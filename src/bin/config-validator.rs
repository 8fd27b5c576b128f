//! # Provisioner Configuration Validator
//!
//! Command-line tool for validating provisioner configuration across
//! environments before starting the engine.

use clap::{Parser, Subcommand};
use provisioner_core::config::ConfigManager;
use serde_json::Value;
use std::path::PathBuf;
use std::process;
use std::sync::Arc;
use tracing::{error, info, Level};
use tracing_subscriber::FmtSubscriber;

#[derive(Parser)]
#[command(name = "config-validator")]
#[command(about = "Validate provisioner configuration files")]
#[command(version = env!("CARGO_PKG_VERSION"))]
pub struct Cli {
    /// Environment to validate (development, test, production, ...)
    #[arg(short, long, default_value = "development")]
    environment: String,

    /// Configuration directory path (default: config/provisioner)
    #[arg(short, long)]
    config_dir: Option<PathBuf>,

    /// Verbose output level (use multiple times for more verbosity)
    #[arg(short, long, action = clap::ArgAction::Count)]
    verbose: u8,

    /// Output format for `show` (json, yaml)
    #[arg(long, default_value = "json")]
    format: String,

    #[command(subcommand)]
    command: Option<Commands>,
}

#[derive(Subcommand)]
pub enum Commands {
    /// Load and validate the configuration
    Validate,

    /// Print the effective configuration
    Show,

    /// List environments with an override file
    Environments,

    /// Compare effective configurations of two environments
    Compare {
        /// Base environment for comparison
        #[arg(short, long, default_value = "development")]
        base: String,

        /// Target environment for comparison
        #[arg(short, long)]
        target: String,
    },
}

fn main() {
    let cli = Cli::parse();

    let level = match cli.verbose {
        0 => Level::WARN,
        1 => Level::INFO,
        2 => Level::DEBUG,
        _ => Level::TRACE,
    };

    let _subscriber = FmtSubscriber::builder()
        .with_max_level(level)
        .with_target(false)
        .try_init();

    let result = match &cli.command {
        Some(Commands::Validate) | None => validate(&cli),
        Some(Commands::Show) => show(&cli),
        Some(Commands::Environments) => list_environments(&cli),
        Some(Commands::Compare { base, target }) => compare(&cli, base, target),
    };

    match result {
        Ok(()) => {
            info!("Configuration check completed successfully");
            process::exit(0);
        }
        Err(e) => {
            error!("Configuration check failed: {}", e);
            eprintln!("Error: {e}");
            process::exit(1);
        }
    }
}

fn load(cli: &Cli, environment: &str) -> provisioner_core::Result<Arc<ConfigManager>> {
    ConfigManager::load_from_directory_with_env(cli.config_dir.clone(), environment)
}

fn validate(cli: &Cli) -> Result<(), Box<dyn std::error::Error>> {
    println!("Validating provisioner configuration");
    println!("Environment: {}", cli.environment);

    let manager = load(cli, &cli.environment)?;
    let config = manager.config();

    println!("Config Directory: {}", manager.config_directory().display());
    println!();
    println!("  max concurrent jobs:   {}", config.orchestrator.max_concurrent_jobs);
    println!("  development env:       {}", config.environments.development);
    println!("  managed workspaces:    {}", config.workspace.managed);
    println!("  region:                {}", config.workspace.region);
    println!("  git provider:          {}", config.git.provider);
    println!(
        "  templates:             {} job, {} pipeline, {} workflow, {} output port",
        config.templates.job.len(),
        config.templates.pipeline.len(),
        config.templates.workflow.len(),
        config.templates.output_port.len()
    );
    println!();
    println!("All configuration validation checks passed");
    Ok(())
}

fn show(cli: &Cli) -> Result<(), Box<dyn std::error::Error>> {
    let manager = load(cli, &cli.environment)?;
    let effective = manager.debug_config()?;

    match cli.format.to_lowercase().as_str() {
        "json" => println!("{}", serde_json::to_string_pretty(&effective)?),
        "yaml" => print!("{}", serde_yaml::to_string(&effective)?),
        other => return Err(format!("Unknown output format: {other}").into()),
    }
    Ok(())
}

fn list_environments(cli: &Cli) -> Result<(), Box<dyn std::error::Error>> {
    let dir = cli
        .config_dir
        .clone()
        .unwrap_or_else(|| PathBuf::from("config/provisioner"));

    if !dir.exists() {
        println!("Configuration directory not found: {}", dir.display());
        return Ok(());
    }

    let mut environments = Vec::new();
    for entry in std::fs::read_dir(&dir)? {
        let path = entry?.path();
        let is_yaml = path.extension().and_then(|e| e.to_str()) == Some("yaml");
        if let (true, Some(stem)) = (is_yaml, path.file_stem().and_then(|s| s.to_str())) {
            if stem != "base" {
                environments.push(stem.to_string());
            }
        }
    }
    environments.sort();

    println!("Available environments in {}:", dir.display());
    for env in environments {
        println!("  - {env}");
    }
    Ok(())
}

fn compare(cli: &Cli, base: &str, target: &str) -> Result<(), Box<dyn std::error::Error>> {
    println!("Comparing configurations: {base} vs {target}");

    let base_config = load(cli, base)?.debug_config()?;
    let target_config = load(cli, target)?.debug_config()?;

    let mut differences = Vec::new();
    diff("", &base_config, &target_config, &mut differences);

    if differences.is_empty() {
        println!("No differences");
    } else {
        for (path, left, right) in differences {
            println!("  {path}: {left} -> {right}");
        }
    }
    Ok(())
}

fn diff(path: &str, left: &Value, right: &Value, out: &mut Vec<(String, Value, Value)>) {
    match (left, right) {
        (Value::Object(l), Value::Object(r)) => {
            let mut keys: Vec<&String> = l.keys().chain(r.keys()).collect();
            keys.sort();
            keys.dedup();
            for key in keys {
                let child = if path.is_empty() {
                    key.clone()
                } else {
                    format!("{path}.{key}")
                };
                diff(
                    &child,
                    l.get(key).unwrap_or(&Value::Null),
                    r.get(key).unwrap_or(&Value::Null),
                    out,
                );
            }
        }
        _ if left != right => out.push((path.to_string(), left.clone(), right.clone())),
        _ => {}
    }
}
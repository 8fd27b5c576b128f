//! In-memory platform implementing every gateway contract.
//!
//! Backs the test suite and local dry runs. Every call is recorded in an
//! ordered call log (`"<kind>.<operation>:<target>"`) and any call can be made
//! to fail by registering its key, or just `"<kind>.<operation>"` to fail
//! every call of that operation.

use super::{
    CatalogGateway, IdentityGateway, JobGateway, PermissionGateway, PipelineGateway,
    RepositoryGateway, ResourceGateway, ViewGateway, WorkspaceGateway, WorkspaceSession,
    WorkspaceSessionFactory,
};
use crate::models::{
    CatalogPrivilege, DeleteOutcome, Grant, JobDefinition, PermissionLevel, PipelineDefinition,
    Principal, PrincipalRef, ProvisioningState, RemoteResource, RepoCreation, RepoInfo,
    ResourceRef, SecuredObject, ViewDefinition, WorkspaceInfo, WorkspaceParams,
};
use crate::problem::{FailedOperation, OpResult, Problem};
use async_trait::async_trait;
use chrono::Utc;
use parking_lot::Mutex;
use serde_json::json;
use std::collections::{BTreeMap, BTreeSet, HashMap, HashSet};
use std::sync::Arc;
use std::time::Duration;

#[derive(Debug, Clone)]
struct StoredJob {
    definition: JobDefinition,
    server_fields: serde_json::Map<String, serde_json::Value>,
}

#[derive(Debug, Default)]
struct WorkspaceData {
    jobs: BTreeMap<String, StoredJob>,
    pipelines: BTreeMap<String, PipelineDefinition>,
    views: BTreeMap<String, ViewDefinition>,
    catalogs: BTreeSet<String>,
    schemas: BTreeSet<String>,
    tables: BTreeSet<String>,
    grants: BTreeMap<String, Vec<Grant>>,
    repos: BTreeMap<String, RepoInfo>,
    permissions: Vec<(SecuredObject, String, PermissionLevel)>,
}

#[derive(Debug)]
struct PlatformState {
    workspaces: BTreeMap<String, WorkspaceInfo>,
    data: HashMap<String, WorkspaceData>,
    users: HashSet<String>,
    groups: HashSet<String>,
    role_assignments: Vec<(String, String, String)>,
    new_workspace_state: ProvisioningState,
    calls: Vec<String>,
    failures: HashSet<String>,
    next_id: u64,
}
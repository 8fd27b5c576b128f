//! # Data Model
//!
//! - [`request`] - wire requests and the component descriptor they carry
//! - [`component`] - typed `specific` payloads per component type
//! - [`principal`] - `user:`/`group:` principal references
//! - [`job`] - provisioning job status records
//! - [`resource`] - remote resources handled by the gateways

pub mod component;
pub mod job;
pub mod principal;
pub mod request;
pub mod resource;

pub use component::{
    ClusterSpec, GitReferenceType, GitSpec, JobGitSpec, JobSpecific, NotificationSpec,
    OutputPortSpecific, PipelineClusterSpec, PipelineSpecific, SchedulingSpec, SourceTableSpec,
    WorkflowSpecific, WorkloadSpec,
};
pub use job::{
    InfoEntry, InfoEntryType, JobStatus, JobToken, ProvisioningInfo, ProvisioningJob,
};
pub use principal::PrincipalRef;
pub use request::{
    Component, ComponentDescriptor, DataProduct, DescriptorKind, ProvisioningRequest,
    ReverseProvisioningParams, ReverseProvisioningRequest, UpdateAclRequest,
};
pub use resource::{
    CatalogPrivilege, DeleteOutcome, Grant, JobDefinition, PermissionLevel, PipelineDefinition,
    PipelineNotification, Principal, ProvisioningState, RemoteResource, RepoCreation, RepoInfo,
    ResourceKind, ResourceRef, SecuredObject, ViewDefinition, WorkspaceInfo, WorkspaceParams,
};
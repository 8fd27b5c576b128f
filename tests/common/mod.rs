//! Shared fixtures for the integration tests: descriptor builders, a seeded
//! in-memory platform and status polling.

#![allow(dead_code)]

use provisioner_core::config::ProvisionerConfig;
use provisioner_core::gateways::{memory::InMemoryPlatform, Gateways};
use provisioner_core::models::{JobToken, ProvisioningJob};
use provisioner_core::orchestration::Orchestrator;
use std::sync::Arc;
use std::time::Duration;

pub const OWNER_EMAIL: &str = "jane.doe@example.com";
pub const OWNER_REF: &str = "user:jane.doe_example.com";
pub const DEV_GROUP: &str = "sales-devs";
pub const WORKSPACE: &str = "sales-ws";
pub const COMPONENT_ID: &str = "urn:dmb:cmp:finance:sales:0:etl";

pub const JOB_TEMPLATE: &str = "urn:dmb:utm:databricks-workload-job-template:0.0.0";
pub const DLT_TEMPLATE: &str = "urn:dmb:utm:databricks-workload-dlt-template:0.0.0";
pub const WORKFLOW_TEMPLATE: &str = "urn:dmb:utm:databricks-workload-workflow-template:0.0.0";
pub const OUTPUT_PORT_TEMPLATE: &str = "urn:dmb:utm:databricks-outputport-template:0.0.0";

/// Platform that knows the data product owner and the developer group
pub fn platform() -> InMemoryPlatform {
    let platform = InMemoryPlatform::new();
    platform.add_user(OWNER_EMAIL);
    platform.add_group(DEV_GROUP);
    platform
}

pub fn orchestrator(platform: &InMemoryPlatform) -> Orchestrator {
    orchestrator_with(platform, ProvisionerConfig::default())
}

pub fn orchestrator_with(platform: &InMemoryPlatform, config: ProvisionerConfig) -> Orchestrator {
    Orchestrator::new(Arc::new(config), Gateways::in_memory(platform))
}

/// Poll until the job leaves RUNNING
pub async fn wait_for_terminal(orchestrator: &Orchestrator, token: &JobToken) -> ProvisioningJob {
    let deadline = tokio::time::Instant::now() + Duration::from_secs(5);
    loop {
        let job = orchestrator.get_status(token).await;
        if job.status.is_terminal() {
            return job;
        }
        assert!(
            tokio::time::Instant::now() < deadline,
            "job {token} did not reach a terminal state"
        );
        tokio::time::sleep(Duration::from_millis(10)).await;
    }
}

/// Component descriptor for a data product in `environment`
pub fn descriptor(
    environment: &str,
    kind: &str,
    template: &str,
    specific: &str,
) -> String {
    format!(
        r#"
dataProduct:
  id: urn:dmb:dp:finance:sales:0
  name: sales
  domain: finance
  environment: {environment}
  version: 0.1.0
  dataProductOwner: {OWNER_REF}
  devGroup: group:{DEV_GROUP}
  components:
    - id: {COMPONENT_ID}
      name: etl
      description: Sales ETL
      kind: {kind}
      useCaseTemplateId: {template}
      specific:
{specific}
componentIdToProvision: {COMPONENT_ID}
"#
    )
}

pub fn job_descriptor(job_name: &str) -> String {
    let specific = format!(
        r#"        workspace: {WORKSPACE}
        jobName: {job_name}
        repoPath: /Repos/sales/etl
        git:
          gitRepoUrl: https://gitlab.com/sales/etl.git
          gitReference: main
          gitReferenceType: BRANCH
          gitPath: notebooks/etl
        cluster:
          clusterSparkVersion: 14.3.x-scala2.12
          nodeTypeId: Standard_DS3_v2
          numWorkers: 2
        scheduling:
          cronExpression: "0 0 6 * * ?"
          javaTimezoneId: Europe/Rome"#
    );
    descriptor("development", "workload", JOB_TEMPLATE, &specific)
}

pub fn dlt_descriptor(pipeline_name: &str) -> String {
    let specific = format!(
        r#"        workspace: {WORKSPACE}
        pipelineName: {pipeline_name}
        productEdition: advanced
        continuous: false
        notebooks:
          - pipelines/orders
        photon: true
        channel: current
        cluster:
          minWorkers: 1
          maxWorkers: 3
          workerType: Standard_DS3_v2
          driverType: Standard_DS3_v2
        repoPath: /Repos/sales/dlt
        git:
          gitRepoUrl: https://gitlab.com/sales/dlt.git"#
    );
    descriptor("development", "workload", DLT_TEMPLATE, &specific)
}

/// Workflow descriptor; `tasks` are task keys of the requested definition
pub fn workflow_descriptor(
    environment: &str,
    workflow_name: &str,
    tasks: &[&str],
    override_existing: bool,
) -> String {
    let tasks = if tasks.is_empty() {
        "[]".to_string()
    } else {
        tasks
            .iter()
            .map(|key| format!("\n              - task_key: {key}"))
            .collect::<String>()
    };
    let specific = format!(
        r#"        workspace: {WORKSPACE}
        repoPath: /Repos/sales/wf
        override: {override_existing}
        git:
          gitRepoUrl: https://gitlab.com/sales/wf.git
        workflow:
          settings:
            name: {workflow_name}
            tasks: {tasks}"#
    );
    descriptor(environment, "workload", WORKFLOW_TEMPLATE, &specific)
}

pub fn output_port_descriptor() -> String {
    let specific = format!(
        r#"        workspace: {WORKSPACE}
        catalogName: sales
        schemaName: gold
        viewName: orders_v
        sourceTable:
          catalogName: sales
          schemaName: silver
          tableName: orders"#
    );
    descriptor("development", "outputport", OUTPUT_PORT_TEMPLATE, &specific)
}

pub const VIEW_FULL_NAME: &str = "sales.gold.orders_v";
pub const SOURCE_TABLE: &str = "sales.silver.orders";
##########
__What this task involves__. Write out every line from the entries where "filename" appears.

__Output of the task__.
filename src/bin/config-validator.rs
filename tests/common/mod.rs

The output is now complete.